- **Exercise brief**
Every line in the data below from the one containing "let children: Vec<_>" down to the one containing "for pair in", both included, must be retyped exactly; no other line is to appear.

- **Collected data entries**
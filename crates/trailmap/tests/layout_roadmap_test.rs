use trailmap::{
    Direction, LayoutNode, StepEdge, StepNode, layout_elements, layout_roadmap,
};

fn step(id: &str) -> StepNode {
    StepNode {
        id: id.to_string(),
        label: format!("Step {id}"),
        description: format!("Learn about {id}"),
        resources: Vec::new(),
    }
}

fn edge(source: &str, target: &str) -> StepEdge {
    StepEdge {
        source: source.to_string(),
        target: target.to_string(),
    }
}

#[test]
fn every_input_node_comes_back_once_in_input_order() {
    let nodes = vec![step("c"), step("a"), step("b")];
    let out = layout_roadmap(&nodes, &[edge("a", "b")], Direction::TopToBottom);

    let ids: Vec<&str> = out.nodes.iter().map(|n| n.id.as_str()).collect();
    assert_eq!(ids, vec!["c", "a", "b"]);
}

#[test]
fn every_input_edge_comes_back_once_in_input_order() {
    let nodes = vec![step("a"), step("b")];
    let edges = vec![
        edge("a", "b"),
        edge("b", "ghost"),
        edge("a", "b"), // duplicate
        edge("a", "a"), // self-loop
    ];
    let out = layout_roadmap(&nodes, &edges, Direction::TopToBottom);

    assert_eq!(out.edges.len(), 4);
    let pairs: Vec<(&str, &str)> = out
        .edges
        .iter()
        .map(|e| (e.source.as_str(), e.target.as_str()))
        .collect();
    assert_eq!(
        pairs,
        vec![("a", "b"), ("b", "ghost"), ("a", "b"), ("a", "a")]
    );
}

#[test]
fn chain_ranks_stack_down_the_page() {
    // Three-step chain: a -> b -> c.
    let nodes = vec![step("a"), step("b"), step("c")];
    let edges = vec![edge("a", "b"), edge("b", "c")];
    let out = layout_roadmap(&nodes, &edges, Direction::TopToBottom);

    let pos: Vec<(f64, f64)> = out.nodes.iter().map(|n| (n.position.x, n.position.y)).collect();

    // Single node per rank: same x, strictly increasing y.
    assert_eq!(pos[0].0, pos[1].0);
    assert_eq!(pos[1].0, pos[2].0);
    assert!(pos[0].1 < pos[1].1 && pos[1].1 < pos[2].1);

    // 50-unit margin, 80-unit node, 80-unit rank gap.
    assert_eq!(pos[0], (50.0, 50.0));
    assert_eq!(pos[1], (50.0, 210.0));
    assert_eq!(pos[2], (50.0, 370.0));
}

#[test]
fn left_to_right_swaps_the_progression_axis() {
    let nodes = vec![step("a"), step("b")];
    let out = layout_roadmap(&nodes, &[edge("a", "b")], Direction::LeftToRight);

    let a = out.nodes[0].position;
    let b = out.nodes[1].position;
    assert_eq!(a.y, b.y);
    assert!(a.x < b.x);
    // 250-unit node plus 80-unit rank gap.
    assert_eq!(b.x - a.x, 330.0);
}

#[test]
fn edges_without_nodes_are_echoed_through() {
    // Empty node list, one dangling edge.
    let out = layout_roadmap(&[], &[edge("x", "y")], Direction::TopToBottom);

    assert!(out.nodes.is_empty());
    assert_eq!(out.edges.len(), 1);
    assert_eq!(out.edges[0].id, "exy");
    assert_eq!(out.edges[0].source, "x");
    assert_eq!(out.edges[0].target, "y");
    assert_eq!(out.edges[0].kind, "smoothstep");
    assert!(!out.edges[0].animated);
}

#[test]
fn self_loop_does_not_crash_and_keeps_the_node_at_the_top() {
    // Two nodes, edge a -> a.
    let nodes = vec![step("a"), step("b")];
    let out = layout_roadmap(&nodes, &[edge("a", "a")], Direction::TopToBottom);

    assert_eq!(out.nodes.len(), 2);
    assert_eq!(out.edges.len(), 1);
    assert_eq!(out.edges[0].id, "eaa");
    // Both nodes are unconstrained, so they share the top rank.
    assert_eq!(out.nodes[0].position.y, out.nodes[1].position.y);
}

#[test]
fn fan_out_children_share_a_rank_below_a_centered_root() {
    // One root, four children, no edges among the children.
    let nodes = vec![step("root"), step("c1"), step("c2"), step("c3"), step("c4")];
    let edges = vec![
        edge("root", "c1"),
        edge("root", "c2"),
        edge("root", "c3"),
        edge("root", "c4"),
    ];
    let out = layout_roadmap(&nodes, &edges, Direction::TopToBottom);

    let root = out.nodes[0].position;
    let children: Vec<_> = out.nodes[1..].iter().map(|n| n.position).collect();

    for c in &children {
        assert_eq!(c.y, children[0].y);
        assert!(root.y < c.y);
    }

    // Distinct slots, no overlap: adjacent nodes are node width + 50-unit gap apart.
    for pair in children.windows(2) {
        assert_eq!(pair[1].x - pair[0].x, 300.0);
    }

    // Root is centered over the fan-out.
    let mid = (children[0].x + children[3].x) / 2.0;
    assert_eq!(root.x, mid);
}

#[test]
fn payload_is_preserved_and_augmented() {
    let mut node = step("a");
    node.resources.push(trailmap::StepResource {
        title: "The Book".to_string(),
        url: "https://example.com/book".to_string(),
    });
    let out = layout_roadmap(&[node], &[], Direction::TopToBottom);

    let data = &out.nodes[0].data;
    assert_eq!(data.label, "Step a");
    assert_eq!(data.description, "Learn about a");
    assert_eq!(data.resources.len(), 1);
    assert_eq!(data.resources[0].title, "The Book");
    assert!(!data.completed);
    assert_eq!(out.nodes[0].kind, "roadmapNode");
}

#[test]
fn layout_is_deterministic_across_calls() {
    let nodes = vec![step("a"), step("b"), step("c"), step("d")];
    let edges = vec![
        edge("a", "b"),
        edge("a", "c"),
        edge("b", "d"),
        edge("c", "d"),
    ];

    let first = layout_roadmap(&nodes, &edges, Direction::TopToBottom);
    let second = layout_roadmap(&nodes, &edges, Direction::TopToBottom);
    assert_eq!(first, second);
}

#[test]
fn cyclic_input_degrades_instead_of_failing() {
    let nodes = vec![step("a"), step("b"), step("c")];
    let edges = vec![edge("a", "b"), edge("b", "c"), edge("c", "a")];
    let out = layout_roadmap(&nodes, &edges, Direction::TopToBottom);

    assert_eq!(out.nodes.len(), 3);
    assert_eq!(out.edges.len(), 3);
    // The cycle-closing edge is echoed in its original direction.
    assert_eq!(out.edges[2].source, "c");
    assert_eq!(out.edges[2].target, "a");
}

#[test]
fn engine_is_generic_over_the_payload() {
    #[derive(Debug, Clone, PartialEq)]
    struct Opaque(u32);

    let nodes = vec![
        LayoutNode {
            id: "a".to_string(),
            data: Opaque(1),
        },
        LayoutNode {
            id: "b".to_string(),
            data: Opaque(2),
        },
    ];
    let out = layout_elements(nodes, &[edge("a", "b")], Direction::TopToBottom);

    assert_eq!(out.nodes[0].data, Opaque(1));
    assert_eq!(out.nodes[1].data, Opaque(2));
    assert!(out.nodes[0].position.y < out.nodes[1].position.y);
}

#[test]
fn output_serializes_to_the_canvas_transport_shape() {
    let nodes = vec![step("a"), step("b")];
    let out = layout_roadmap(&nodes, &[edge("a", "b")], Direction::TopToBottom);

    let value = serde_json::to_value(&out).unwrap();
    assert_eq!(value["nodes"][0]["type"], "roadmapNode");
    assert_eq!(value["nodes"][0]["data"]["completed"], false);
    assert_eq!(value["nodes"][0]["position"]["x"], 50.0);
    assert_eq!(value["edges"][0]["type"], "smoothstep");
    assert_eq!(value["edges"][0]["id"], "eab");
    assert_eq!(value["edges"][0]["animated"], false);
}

- **Solution to this exercise**
    let children: Vec<_> = out.nodes[1..].iter().map(|n| n.position).collect();

    for c in &children {
        assert_eq!(c.y, children[0].y);
        assert!(root.y < c.y);
    }

    // Distinct slots, no overlap: adjacent nodes are node width + 50-unit gap apart.
    for pair in children.windows(2) {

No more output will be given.